- [What is needed] Each line of the data holding "params" should be found and copied.

Collected data entries:
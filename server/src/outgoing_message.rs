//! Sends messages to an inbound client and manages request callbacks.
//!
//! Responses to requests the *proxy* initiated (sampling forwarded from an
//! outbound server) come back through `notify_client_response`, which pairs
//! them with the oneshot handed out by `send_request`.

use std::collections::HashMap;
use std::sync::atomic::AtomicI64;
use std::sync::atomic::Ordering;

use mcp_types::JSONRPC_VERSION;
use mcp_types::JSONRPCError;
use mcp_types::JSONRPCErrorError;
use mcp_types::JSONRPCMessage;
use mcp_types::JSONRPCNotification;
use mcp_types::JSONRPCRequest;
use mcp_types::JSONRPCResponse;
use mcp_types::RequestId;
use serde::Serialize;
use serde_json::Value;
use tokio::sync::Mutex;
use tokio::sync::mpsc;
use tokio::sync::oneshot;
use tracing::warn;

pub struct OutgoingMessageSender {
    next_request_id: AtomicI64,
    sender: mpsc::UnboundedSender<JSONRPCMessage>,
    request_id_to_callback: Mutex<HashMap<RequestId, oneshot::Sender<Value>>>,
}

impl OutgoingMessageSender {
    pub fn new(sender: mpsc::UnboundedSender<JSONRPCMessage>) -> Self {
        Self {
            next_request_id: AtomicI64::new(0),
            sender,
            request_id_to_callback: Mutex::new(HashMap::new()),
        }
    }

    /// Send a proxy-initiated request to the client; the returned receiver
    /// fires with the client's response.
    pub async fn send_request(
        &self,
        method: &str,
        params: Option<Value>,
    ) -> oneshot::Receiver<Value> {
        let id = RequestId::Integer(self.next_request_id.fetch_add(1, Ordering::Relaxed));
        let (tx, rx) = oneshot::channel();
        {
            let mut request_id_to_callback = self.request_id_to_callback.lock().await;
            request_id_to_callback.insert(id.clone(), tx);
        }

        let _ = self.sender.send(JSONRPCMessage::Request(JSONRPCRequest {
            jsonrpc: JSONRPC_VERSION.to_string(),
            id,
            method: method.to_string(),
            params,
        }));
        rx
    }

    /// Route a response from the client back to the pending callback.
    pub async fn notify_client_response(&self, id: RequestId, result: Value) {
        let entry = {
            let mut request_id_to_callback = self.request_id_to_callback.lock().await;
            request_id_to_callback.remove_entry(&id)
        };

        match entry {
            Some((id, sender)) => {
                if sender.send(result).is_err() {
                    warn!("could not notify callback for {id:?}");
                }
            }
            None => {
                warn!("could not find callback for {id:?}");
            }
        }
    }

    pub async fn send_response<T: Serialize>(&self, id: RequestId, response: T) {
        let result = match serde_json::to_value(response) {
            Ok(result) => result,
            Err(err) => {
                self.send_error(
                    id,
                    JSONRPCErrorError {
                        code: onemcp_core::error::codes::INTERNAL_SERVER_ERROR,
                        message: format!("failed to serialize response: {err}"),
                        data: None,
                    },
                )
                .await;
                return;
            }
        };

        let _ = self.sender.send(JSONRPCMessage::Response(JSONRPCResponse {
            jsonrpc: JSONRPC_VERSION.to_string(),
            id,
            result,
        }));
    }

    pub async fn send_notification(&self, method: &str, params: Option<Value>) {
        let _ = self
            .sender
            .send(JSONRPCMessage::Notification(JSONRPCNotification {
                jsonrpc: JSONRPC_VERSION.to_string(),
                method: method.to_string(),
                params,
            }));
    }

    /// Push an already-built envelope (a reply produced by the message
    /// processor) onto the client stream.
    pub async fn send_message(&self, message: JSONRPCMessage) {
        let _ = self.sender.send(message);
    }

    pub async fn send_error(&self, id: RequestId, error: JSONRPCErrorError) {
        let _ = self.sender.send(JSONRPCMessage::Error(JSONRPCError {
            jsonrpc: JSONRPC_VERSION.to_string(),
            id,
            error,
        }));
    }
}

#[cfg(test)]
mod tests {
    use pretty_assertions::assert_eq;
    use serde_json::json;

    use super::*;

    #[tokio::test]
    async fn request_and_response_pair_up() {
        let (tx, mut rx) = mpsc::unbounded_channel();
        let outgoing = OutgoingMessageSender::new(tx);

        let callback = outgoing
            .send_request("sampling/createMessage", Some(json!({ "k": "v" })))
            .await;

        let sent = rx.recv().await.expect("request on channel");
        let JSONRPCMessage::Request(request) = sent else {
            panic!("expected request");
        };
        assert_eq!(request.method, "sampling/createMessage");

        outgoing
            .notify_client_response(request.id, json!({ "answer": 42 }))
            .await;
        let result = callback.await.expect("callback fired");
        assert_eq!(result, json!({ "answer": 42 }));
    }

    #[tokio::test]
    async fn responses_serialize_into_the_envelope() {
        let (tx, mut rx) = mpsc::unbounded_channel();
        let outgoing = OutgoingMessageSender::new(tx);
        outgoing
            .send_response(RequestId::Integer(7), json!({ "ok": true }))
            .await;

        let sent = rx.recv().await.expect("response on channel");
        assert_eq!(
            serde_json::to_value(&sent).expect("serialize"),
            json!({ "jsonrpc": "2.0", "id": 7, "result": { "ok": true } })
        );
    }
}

==

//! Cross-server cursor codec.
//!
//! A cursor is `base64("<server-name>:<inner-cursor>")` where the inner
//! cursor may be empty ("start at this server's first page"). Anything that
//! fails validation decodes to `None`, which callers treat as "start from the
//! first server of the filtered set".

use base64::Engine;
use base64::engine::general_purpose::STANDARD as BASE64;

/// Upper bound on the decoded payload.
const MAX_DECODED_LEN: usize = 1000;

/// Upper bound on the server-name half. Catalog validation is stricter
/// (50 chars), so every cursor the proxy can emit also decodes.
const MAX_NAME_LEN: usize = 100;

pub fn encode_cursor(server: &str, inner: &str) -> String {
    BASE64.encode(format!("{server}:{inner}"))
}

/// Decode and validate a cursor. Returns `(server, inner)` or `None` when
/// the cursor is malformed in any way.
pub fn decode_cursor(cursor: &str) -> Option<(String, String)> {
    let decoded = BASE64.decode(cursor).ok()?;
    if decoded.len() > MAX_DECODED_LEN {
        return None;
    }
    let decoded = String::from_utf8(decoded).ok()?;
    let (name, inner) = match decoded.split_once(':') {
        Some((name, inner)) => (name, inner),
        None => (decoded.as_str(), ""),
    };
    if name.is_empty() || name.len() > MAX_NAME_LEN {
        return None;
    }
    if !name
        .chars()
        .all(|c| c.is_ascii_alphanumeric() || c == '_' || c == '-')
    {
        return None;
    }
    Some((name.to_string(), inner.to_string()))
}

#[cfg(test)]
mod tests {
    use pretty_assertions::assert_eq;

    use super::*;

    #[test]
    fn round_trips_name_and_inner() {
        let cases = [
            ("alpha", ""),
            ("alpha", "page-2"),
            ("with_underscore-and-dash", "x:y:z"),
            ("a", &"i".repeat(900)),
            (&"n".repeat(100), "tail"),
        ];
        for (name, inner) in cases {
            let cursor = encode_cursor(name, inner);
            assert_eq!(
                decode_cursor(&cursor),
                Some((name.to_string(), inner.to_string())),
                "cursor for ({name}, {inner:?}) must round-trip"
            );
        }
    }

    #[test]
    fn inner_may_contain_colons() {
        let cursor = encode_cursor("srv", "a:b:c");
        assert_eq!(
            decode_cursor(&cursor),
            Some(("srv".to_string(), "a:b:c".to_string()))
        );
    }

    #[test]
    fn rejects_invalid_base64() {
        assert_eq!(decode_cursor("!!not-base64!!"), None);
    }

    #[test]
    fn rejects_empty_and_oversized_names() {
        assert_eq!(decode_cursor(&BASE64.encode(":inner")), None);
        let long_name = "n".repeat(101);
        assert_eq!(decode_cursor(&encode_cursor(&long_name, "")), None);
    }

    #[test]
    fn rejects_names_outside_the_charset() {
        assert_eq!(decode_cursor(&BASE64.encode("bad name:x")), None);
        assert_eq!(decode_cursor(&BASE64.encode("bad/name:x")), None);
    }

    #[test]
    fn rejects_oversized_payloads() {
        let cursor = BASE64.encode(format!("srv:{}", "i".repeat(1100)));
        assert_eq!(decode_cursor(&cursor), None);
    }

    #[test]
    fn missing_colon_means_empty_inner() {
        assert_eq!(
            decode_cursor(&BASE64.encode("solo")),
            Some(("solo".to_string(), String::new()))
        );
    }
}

- [Answer box]
        params: Option<Value>,
            params,
    pub async fn send_notification(&self, method: &str, params: Option<Value>) {
                params,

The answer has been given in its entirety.